"Yeni beliren taze gün ışığı bu mevsimde bile kuru dallara çiçek bastırmıştı. Bakışları çiçeklerle bezeli tek tük ağaçtan öteye uzandı. Evlerinin olduğu sokak ne kadar sakin ve ıssızsa, kesiştiği sokak da bir o kadar canlıydı. İnsanlar durmadan yürüyor, geçip gidiyordu. Sevinç kendini de o kalabalığın içinde hayal ederken yanağını yavaşça serinlikten çekip kocasına döndü, 'Ihlamur yaptım. İç, boğazını yumuşatır,' dedi."
Dilek Türker’in öykülerinde karakterler kendilerine birer zırh örüyorlar, ne yaşarlarsa yaşasınlar, neyle sınanırlarsa sınansınlar dış dünyanın özlerini değiştirmesine müsaade etmiyorlar.
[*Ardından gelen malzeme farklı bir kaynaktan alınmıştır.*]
//! AY-3-8910 to the OPL family
//!
//! Tone A-C play on OPL channels 0-2 and their noise on channels 3-5, all
//! keyed on permanently and gated by carrier level. On the YMF262 the
//! voices sit on the second register set and use the OPL3 square wave.

use super::{destination, psg_clock_divider, ChipWriter, PSG_VOLUME_TO_TL};
use crate::chips::{ChipDescriptor, ChipKind};
use crate::converter::buffer::RegisterShadow;
use crate::converter::freq::{freq_to_block_fnum, opl_prescaler, psg_freq};
use crate::converter::voice::opl::modulator_offset;
use crate::converter::{Converter, Diagnostics};
use crate::vgm::{Command, WriteRegister};

pub fn clock_ratio(_from: ChipKind, to: ChipKind) -> f64 {
    match to {
        ChipKind::Ymf262 => 8.0,
        _ => 2.0,
    }
}

pub struct Ay8910ToOplConverter {
    from: ChipDescriptor,
    to: ChipDescriptor,
    out: ChipWriter,
    regs: RegisterShadow,
    opl3: bool,
    /// Register set carrying the voices
    port: u8,
}

impl Ay8910ToOplConverter {
    pub fn new(from: ChipDescriptor, to: ChipKind) -> Self {
        let to = destination(&from, to, clock_ratio(from.kind, to));
        let opl3 = to.kind == ChipKind::Ymf262;
        Self {
            from,
            to,
            out: ChipWriter::new(&to),
            regs: RegisterShadow::new(1),
            opl3,
            port: u8::from(opl3),
        }
    }

    fn put(&mut self, addr: u8, data: u8) {
        self.out.write_port(self.port, addr, data, true);
    }

    fn init(&mut self, addr: u8, data: u8) {
        self.out.write_port(self.port, addr, data, false);
    }

    fn update_freq(&mut self, ch: u8) {
        let tp = ((self.regs.value(0, ch * 2 + 1) as u32 & 0x0F) << 8) | self.regs.value(0, ch * 2) as u32;
        let freq = psg_freq(tp, self.from.clock / psg_clock_divider(self.from.kind));
        let (blk, fnum) = freq_to_block_fnum(freq, self.to.clock, opl_prescaler(self.to.kind), 20, 1, 0x3FF);
        self.put(0xB0 + ch, 0x20 | (blk << 2) | (fnum >> 8) as u8);
        self.put(0xA0 + ch, (fnum & 0xFF) as u8);
    }

    fn update_noise_freq(&mut self) {
        let np = (self.regs.value(0, 6) & 0x1F) as u16;
        let fnum = 1024 / (np + 1) - 1;
        for ch in 3..6 {
            self.put(0xB0 + ch, 0x20 | (7 << 2) | (fnum >> 8) as u8);
            self.put(0xA0 + ch, (fnum & 0xFF) as u8);
        }
    }

    fn update_level(&mut self, ch: u8) {
        let mixer = self.regs.value(0, 7);
        let tone = mixer & (1 << ch) == 0;
        let noise = mixer & (8 << ch) == 0;
        let v = self.regs.value(0, 8 + ch);
        let vol = if v & 0x10 != 0 { 0 } else { v & 0x0F };
        let tl = PSG_VOLUME_TO_TL[vol as usize];

        let tone_car = modulator_offset(ch) + 3;
        self.put(0x40 + tone_car, if tone { tl } else { 0x3F });
        let noise_car = modulator_offset(ch + 3) + 3;
        self.put(0x40 + noise_car, if noise { tl } else { 0x3F });
    }

    fn convert_write(&mut self, w: &WriteRegister) -> Vec<Command> {
        self.regs.set(0, w.addr, w.data);
        match w.addr {
            0..=5 => self.update_freq(w.addr >> 1),
            6 => self.update_noise_freq(),
            7 => {
                for ch in 0..3 {
                    self.update_level(ch);
                }
            }
            8..=10 => self.update_level(w.addr - 8),
            _ => {}
        }
        self.out.commit()
    }
}

impl Converter for Ay8910ToOplConverter {
    fn source(&self) -> &ChipDescriptor {
        &self.from
    }

    fn destination(&self) -> &ChipDescriptor {
        &self.to
    }

    fn initial_commands(&mut self) -> Vec<Command> {
        let opl3 = self.opl3;
        if opl3 {
            // waveform select, then OPL3 mode
            self.out.write_port(0, 0x01, 0x20, false);
            self.out.write_port(1, 0x05, 0x01, false);
        }
        for ch in 0..3 {
            let m = modulator_offset(ch);
            let c = m + 3;
            self.init(0x20 + m, 0x02);
            self.init(0x20 + c, if opl3 { 0x04 } else { 0x01 });
            self.init(0x40 + m, 0x1A);
            self.init(0x40 + c, 0x3F);
            self.init(0x60 + m, if opl3 { 0x00 } else { 0xF0 });
            self.init(0x60 + c, 0xF0);
            self.init(0x80 + m, 0x00);
            self.init(0x80 + c, 0x00);
            self.init(0xC0 + ch, if opl3 { 0xFE } else { 0x0E });
            self.init(0xE0 + c, if opl3 { 0x06 } else { 0x00 });
        }
        for ch in 3..6 {
            let m = modulator_offset(ch);
            let c = m + 3;
            self.init(0x20 + m, 0x0F);
            self.init(0x20 + c, 0x0F);
            self.init(0x40 + m, 0x04);
            self.init(0x40 + c, 0x3F);
            self.init(0x60 + m, 0xF0);
            self.init(0x60 + c, 0xF0);
            self.init(0x80 + m, 0x00);
            self.init(0x80 + c, 0x00);
            self.init(0xC0 + ch, if opl3 { 0xFE } else { 0x0E });
            self.init(0xE0 + c, 0x00);
        }
        self.out.commit()
    }

    fn convert(&mut self, cmd: &Command, _diag: &mut dyn Diagnostics) -> Vec<Command> {
        match cmd.write_for(ChipKind::Ay8910, self.from.index) {
            Some(w) => self.convert_write(w),
            None => vec![cmd.clone()],
        }
    }
}

#[cfg(test)]
mod tests {
    use super::*;
    use crate::converter::chip::testing::writes;

    fn ay(addr: u8, data: u8) -> Command {
        Command::write(ChipKind::Ay8910, 0, 0, addr, data)
    }

    #[test]
    fn test_tone_frequency() {
        let from = ChipDescriptor::new(ChipKind::Ay8910, 1789772.5);
        let mut conv = Ay8910ToOplConverter::new(from, ChipKind::Ym3812);
        assert_eq!(conv.destination().clock, 3579545.0);
        conv.initial_commands();
        // period 254: about 440 Hz, block 4 F-number 580
        let out = writes(&mut conv, &[ay(0, 0xFE), ay(1, 0x00)]);
        assert!(out.contains(&(0, 0xB0, 0x32)), "{:x?}", out);
        assert!(out.contains(&(0, 0xA0, 0x44)), "{:x?}", out);
    }

    #[test]
    fn test_mixer_gates_carrier_level() {
        let from = ChipDescriptor::new(ChipKind::Ay8910, 1789772.5);
        let mut conv = Ay8910ToOplConverter::new(from, ChipKind::Ym3812);
        conv.initial_commands();
        assert!(writes(&mut conv, &[ay(7, 0x3E)]).is_empty());
        assert_eq!(writes(&mut conv, &[ay(8, 0x0F)]), vec![(0, 0x43, 0x00)]);
        // envelope mode is treated as silent
        assert_eq!(writes(&mut conv, &[ay(8, 0x10)]), vec![(0, 0x43, 0x3F)]);
    }

    #[test]
    fn test_opl3_uses_second_register_set() {
        let from = ChipDescriptor::new(ChipKind::Ay8910, 1789772.5);
        let mut conv = Ay8910ToOplConverter::new(from, ChipKind::Ymf262);
        assert_eq!(conv.destination().clock, 14318180.0);
        let init = conv.initial_commands();
        assert_eq!(init[0], Command::write(ChipKind::Ymf262, 0, 0, 0x01, 0x20));
        assert_eq!(init[1], Command::write(ChipKind::Ymf262, 0, 1, 0x05, 0x01));
        let out = writes(&mut conv, &[ay(6, 0x03)]);
        assert!(out.iter().all(|(port, _, _)| *port == 1));
        assert!(out.contains(&(1, 0xA3, 0xFF)));
    }
}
Ama çelik zırhlara bürünen katı ve soğuk insanlardan da olamıyorlar, hep hayattan yana ve umutlular.
İpekten Örer Zırhını’da herkesten birer parça taşıyan, yaşayan karakterler, bir an dönüp yüzümüze bakıveriyorlar. Bir milattan geçer gibiler, başlarında oldukları hayatın telaşı ve geride kalan günlerin hüznüyle…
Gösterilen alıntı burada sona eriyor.